**Problem to work on:**
Count the lines below holding "strs" and answer with that number only.

**Listed records:**
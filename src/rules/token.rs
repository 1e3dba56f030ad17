//! Rule tokens: pipe strings, named rules with parameters, rule objects, and
//! the closed catalog of type-determining rule names.
use serde::{Deserialize, Serialize};
use crate::ty::{Kind, Literal, ScalarKind, Type};

/// A rule as written: a string (possibly several joined by `|`) or an object.
#[derive(Clone, Debug, PartialEq, Serialize, Deserialize)]
#[serde(untagged)]
pub enum RuleToken {
    Str(String),
    Object(RuleObject),
}

impl From<&str> for RuleToken {
    fn from(s: &str) -> Self { RuleToken::Str(s.to_string()) }
}

#[derive(Clone, Debug, PartialEq, Serialize, Deserialize)]
pub struct RuleObject {
    #[serde(flatten)]
    pub class: RuleClass,
    /// Constructor arguments, already typed.
    #[serde(default)]
    pub args: Vec<Type>,
}

#[derive(Clone, Debug, PartialEq, Eq, Serialize, Deserialize)]
#[serde(tag = "rule", rename_all = "snake_case")]
pub enum RuleClass {
    /// Inclusion list; the allowed values are the literal arguments.
    In,
    NotIn,
    /// Values of a declared enumeration.
    Enum { name: String },
    Password,
    Email,
    /// Any rule object without type information.
    Other { name: String },
}

/// One string rule: `name[:params]`.
#[derive(Clone, Debug, PartialEq, Eq)]
pub struct NamedRule {
    pub name: String,
    /// Everything after the first `:`, verbatim.
    pub raw: String,
}

impl NamedRule {
    pub fn parse(src: &str) -> Self {
        let (name, raw) = src.split_once(':').unwrap_or((src, ""));
        Self { name: name.trim().to_ascii_lowercase(), raw: raw.to_string() }
    }

    pub fn params(&self) -> Vec<&str> {
        if self.raw.is_empty() { Vec::new() } else { self.raw.split(',').map(str::trim).collect() }
    }

    pub fn number(&self, i: usize) -> Option<f64> {
        self.params().get(i)?.parse().ok()
    }
}

/// Split a pipe string into rules. A `regex:`/`not_regex:` rule takes the
/// rest of the string, pipes included.
pub fn split_pipes(src: &str) -> Vec<NamedRule> {
    let mut out = Vec::new();
    let mut rest = src;
    while !rest.is_empty() {
        let lower = rest.trim_start().to_ascii_lowercase();
        if lower.starts_with("regex:") || lower.starts_with("not_regex:") {
            out.push(NamedRule::parse(rest.trim()));
            break;
        }
        let (head, tail) = rest.split_once('|').unwrap_or((rest, ""));
        if !head.trim().is_empty() {
            out.push(NamedRule::parse(head.trim()));
        }
        rest = tail;
    }
    out
}

// ------------------------------- Catalog --------------------------------- //

/// Base type contributed by a type-determining rule name.
pub fn base_type(name: &str) -> Option<Type> {
    let string = |format: &str| Type::formatted(ScalarKind::String, format);
    let ty = match name {
        "array" | "list" => Type::list(Type::unknown()),
        "boolean" | "bool" | "accepted" | "declined" => Type::boolean(),
        "integer" | "int" | "digits" | "digits_between" => Type::integer(),
        "numeric" | "decimal" => Type::float(),
        "string" | "alpha" | "alpha_dash" | "alpha_num" | "json" | "timezone" => Type::string(),
        "email" => string("email"),
        "uuid" => string("uuid"),
        "ulid" => string("ulid"),
        "url" | "active_url" => string("uri"),
        "ip" | "ipv4" => string("ipv4"),
        "ipv6" => string("ipv6"),
        "date" | "date_format" | "before" | "after" | "before_or_equal" | "after_or_equal" => string("date"),
        "password" | "current_password" => string("password"),
        "file" | "image" | "mimes" | "mimetypes" => string("binary"),
        "object" => Type::object(Default::default(), None),
        _ => return None,
    };
    Some(ty)
}

/// Base type contributed by a rule object.
pub fn object_base_type(class: &RuleClass) -> Option<Type> {
    match class {
        RuleClass::Password => base_type("password"),
        RuleClass::Email => base_type("email"),
        _ => None,
    }
}

/// Allowed values of an inclusion rule object.
pub fn object_literals(obj: &RuleObject) -> Option<Vec<Literal>> {
    let mut out = Vec::new();
    for arg in &obj.args {
        out.extend(arg.literals()?);
    }
    Some(out)
}

// ------------------------------ Narrowing -------------------------------- //

/// Narrow `base` to the literal set of an inclusion rule.
///
/// Only `String`, `Integer`, `Float` and `Unknown` bases narrow; others are
/// returned as is. Numeric bases first read string literals as numbers. The
/// enum kind is string when every literal is a string, integer when every
/// literal is an integer, float when integers and floats mix; anything else
/// is `Unknown`.
pub fn narrow(base: Type, literals: Vec<Literal>) -> Type {
    let numeric_base = matches!(base.scalar_kind(), Some(ScalarKind::Integer | ScalarKind::Float));
    let narrowable = base.is_unknown() || numeric_base || base.scalar_kind() == Some(ScalarKind::String);
    if !narrowable || literals.is_empty() {
        return base;
    }
    let literals: Vec<Literal> = if numeric_base {
        literals.into_iter().map(as_number).collect()
    } else {
        literals
    };

    let all = |k: ScalarKind| literals.iter().all(|l| l.kind() == k);
    let narrowed = if all(ScalarKind::String) {
        Type::literal_set(ScalarKind::String, literals)
    } else if all(ScalarKind::Integer) {
        Type::literal_set(ScalarKind::Integer, literals)
    } else if literals.iter().all(|l| matches!(l, Literal::Int(_) | Literal::Float(_))) {
        let floats = literals.into_iter().map(|l| match l {
            Literal::Int(i) => Literal::Float((i as f64).into()),
            other => other,
        });
        Type::literal_set(ScalarKind::Float, floats)
    } else {
        Type::unknown()
    };
    keep_slot(&base, narrowed)
}

fn as_number(l: Literal) -> Literal {
    let Literal::Str(s) = &l else { return l };
    if let Ok(i) = s.trim().parse::<i64>() {
        return Literal::Int(i);
    }
    match s.trim().parse::<f64>() {
        Ok(f) if f.is_finite() => Literal::Float(f.into()),
        _ => l,
    }
}

/// Carry format and bounds over when the narrowed kind is unchanged.
fn keep_slot(base: &Type, mut narrowed: Type) -> Type {
    if let (Kind::Scalar(from), Kind::Scalar(to)) = (&base.kind, &mut narrowed.kind) {
        if from.kind == to.kind {
            to.format = from.format.clone();
            to.minimum = from.minimum;
            to.maximum = from.maximum;
            to.pattern = from.pattern.clone();
        }
    }
    narrowed.required = base.required;
    narrowed.description = base.description.clone();
    narrowed.examples = base.examples.clone();
    narrowed
}

/// Smallest integer written with `n` digits; one digit includes zero.
pub fn smallest_with_digits(n: f64) -> f64 {
    if n <= 1.0 { 0.0 } else { 10f64.powi(n as i32 - 1) }
}

/// Largest integer written with `n` digits.
pub fn largest_with_digits(n: f64) -> f64 {
    10f64.powi(n as i32) - 1.0
}

/// `/^[a-z]+$/i` → `^[a-z]+$`. Patterns without delimiters pass through.
pub fn strip_delimiters(pattern: &str) -> String {
    let p = pattern.trim();
    if let Some(body) = p.strip_prefix('/') {
        if let Some(end) = body.rfind('/') {
            return body[..end].to_string();
        }
    }
    p.to_string()
}

#[cfg(test)]
mod tests {
    use super::*;
    use serde_json::json;

    fn strs(xs: &[&str]) -> Vec<Literal> { xs.iter().map(|s| Literal::Str(s.to_string())).collect() }

    #[test]
    fn pipes_split_except_inside_regex() {
        let rules = split_pipes("required|string|regex:/^(a|b)$/");
        let names: Vec<&str> = rules.iter().map(|r| r.name.as_str()).collect();
        assert_eq!(names, ["required", "string", "regex"]);
        assert_eq!(rules[2].raw, "/^(a|b)$/");
        assert_eq!(split_pipes("nullable||min:3")[1].number(0), Some(3.0));
    }

    #[test]
    fn named_rule_params() {
        let r = NamedRule::parse("between:1, 10");
        assert_eq!(r.name, "between");
        assert_eq!(r.params(), ["1", "10"]);
        assert_eq!(r.number(1), Some(10.0));
    }

    #[test]
    fn enum_kind_precedence() {
        let ints = narrow(Type::integer(), vec![Literal::Int(1), Literal::Int(2), Literal::Int(3)]);
        assert_eq!(ints, Type::literal_set(ScalarKind::Integer, [Literal::Int(1), Literal::Int(2), Literal::Int(3)]));

        let s = narrow(Type::string(), strs(&["a", "b"]));
        assert_eq!(s, Type::literal_set(ScalarKind::String, strs(&["a", "b"])));

        // string-form parameters on a numeric base
        let coerced = narrow(Type::integer(), strs(&["1", "2"]));
        assert_eq!(coerced.scalar_kind(), Some(ScalarKind::Integer));

        let mixed = narrow(Type::float(), strs(&["1", "2.5"]));
        assert_eq!(mixed.scalar_kind(), Some(ScalarKind::Float));

        let inconsistent = narrow(Type::unknown(), vec![Literal::Int(1), Literal::Str("a".into())]);
        assert!(inconsistent.is_unknown());

        assert_eq!(narrow(Type::boolean(), strs(&["a"])), Type::boolean());
    }

    #[test]
    fn rule_objects_decode_from_tagged_json() {
        let tok: RuleToken = serde_json::from_value(json!({
            "rule": "in",
            "args": [{ "kind": "scalar", "scalar": "integer", "literals": [1, 2] }]
        })).unwrap();
        let RuleToken::Object(obj) = tok else { panic!("expected a rule object") };
        assert_eq!(obj.class, RuleClass::In);
        assert_eq!(object_literals(&obj), Some(vec![Literal::Int(1), Literal::Int(2)]));

        let tok: RuleToken = serde_json::from_value(json!("required|email")).unwrap();
        assert_eq!(tok, RuleToken::from("required|email"));
    }

    #[test]
    fn delimiters_are_stripped() {
        assert_eq!(strip_delimiters("/^[a-z]+$/i"), "^[a-z]+$");
        assert_eq!(strip_delimiters("^x$"), "^x$");
    }
}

**The answer:**
6